**Required work:** Below are the data; count the lines with the string "Days" in them and give that number only.

**Exercise input:**
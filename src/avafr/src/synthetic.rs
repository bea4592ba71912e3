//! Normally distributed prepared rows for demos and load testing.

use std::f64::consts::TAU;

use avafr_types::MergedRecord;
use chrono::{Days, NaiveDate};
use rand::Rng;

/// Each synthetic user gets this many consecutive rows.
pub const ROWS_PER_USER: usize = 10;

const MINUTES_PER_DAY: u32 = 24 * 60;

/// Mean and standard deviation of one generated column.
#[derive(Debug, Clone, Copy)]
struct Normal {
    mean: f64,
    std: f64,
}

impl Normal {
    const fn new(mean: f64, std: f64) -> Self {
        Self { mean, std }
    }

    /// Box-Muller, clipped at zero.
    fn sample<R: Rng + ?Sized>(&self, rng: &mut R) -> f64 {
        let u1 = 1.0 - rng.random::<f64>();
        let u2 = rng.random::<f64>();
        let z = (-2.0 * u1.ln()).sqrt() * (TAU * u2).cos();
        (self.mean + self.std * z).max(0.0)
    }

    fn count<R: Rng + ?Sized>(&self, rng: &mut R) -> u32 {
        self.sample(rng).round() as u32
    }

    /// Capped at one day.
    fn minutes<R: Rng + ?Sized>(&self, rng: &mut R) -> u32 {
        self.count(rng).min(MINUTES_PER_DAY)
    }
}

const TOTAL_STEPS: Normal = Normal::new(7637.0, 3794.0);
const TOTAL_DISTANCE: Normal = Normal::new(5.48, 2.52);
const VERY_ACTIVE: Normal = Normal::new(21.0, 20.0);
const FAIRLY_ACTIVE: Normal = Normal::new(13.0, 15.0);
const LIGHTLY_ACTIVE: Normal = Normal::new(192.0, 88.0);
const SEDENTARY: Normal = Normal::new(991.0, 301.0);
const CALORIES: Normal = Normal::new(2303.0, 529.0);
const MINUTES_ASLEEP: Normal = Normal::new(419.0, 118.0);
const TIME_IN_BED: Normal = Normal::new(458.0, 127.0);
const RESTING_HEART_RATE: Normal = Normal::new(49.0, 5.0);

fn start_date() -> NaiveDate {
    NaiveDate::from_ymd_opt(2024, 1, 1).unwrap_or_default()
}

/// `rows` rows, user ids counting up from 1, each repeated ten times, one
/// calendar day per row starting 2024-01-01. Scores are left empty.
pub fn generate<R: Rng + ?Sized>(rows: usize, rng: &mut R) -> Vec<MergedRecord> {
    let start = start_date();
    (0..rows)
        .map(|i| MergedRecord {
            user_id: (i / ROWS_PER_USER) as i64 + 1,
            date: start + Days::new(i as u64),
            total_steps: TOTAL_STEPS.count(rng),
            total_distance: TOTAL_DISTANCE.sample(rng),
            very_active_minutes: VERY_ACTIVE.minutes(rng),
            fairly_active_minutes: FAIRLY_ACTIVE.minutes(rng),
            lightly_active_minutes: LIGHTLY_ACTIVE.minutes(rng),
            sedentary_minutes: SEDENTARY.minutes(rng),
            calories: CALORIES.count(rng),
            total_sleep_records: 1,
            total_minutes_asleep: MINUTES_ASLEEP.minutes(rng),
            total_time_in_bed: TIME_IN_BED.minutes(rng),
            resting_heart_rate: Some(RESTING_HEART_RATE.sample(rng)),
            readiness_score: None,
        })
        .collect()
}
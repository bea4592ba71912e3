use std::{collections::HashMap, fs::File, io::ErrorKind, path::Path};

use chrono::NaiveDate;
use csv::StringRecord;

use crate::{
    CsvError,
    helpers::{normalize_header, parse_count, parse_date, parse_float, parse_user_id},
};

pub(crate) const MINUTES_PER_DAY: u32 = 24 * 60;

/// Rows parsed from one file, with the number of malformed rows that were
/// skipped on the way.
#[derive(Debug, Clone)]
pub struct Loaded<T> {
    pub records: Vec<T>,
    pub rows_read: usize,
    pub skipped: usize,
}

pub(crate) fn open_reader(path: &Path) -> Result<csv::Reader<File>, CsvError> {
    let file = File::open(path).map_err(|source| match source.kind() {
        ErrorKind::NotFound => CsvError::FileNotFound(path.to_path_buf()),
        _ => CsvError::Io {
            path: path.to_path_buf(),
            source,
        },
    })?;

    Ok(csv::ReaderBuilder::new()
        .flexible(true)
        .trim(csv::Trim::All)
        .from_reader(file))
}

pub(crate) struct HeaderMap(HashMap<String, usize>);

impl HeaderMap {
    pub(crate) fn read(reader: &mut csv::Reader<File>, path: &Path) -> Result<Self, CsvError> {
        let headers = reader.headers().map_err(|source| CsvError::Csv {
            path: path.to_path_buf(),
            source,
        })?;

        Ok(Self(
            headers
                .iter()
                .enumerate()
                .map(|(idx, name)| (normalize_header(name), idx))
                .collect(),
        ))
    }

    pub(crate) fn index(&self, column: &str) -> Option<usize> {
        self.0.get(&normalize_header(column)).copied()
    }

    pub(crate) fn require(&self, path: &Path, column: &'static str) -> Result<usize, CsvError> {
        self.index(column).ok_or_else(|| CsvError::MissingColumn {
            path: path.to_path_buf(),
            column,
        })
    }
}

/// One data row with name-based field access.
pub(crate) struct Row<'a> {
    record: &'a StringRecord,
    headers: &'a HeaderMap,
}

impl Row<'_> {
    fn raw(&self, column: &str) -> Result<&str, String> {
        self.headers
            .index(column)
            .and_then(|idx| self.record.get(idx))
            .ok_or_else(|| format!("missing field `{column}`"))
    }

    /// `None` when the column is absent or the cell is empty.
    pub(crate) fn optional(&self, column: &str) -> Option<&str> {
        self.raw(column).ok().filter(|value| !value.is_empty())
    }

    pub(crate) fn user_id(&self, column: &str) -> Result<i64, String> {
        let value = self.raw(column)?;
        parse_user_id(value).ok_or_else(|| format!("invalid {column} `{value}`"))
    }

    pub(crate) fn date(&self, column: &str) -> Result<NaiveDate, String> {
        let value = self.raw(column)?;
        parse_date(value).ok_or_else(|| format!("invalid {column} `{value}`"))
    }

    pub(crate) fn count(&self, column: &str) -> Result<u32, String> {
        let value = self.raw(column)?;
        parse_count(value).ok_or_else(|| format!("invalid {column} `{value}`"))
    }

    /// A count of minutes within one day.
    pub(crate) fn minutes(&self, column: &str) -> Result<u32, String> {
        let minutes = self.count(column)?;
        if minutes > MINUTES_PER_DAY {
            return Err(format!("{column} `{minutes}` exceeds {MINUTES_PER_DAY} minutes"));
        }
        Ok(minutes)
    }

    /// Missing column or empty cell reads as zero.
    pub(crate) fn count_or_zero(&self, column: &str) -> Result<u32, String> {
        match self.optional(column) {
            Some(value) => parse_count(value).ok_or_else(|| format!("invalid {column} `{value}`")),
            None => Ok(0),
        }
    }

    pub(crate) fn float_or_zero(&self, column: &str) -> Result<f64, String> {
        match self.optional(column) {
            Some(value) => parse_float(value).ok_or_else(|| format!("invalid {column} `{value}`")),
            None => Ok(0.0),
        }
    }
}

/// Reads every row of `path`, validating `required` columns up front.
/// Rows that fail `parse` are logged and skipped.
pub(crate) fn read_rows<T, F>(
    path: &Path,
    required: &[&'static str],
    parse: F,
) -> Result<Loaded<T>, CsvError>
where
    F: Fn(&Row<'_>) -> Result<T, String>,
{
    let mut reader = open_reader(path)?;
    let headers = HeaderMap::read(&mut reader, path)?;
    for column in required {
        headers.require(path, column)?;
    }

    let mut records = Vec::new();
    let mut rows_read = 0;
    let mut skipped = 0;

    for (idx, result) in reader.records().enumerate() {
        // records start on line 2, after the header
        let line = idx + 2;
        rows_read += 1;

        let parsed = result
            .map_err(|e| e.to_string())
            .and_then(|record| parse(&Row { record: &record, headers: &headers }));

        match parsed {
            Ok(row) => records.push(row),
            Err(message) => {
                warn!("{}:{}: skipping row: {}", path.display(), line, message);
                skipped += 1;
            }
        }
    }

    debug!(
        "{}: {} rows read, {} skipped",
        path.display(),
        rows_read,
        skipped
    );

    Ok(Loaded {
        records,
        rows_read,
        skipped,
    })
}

**Solved problem:** 2